Urine sample collection. Both men
and women provided a spot urine sample at the time of recruitment
and at subsequent visits during
treatment cycles, as well as at post-treatment clinical
appointments. Women also collected three urine samples during
pregnancy, one during each trimester. Urine was collected in
a
nonsterile clean polypropylene container. After measuring
specific gravity (SG), the urine was divided in aliquots and
frozen at –80°C. Samples were shipped on dry ice
overnight to the CDC.
Urinary BPA measurements. We measured
the total urinary concentration of BPA (free plus conjugated species)
using online solid-phase
extraction (SPE) coupled to isotope
dilution–high-performance liquid chromatography
(HPLC)-tandem mass spectrometry (MS/MS) on a system constructed
from several HPLC Agilent 1100 modules (Agilent Technologies,
Wilmington, DE) coupled to a triple quadropole API 4000 mass
spectrometer (Applied Biosystems, Foster City, CA) (Ye et al.
2005). First, 100 µL of urine was treated with β-glucuronidase/sulfatase
(Helix pomatia, H1; Sigma Chemical Co., St. Louis, MO) to hydrolyze
the BPA-conjugated species. BPA was then retained and
concentrated on a C18 reversed-phase size-exclusion SPE column
(Merck KGaA, Germany), separated from other urine matrix
components using a pair of monolithic HPLC columns (Merck
KGaA), and detected by negative ion-atmospheric pressure
chemical ionization-MS/MS. The limit of detection (LOD) for BPA
in a 0.1-mL urine sample was 0.36 µg/L. Low-concentration
(~ 4 µg/L) and high-concentration (~ 20 µg/L)
quality control materials, prepared with pooled human urine,
were analyzed with standard, reagent blank, and unknown samples
(Ye et al. 2005). BPA concentrations < LOD were assigned a
value equal to one-half the LOD (Hornung and Reed 1990) prior
to adjustment by SG.
The first 25 urine samples collected were
analyzed for the concentration of the free species of BPA using
a method similar to the one described above, but without β-glucuronidase/sulfatase
treatment. In agreement with published reports (Volkel et al.
2002), the percentage of free BPA was essentially zero.

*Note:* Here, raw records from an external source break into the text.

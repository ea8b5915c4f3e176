//! Order Ingestion Service
//!
//! Consumes order documents from a durable at-least-once channel and
//! drives them through validate → durable upsert → cache update →
//! acknowledge, one message in flight at a time.
//!
//! # Architecture
//!
//! ```text
//!  Channel (at-least-once, manual ack)
//!        │
//!    ┌───▼────┐
//!    │Validate│  ← structural checks, extracts order_uid
//!    └───┬────┘
//!        │
//!    ┌───▼────┐
//!    │ Upsert │  ← idempotent durable write (source of truth)
//!    └───┬────┘
//!        │
//!    ┌───▼────┐
//!    │ Cache  │  ← derived projection served over HTTP
//!    └───┬────┘
//!        │
//!      ack ✓
//! ```
//!
//! Validation failures are dropped and acknowledged (redelivery cannot
//! repair malformed content); an unavailable store leaves the message
//! unacknowledged so the channel redelivers it later.

pub mod channel;
pub mod memory;
pub mod pg;
pub mod pipeline;
pub mod validator;

// Library version
pub const SERVICE_VERSION: &str = "0.1.0";
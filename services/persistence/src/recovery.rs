//! Cache rehydration: boot the cache from the durable store
//!
//! Runs once at process startup, before the ingestion pipeline or the
//! HTTP surface accept any traffic, so no request ever observes an
//! empty or partially populated cache. A store failure here aborts
//! startup: the process must not serve an unreliable cache.

use std::time::Instant;

use tracing::info;

use crate::cache::OrderCache;
use crate::store::{OrderStore, StoreError};

/// Outcome of a completed rehydration pass.
#[derive(Debug, Clone)]
pub struct RehydrationReport {
    /// Number of records loaded into the cache.
    pub orders_loaded: usize,
    /// Wall-clock time the pass took.
    pub elapsed_ms: u64,
}

/// Load every stored record into the cache.
pub async fn rehydrate<S>(store: &S, cache: &OrderCache) -> Result<RehydrationReport, StoreError>
where
    S: OrderStore + ?Sized,
{
    let started = Instant::now();
    let records = store.bootstrap().await?;

    let mut loaded = 0;
    for (uid, payload) in records {
        cache.set(uid, payload);
        loaded += 1;
    }

    let report = RehydrationReport {
        orders_loaded: loaded,
        elapsed_ms: started.elapsed().as_millis() as u64,
    };
    info!(
        orders = report.orders_loaded,
        elapsed_ms = report.elapsed_ms,
        "cache restored"
    );
    Ok(report)
}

Therefore, for the remainder of the urine samples, we measured
only the total BPA concentration.
Figure 1. Within-couple variability shown by urinary
SG-adjusted BPA concentrations among female (diamonds and solid
lines) and male
(squares and broken lines) partners with at least two urine
samples collected on the same day (n = 11 couples).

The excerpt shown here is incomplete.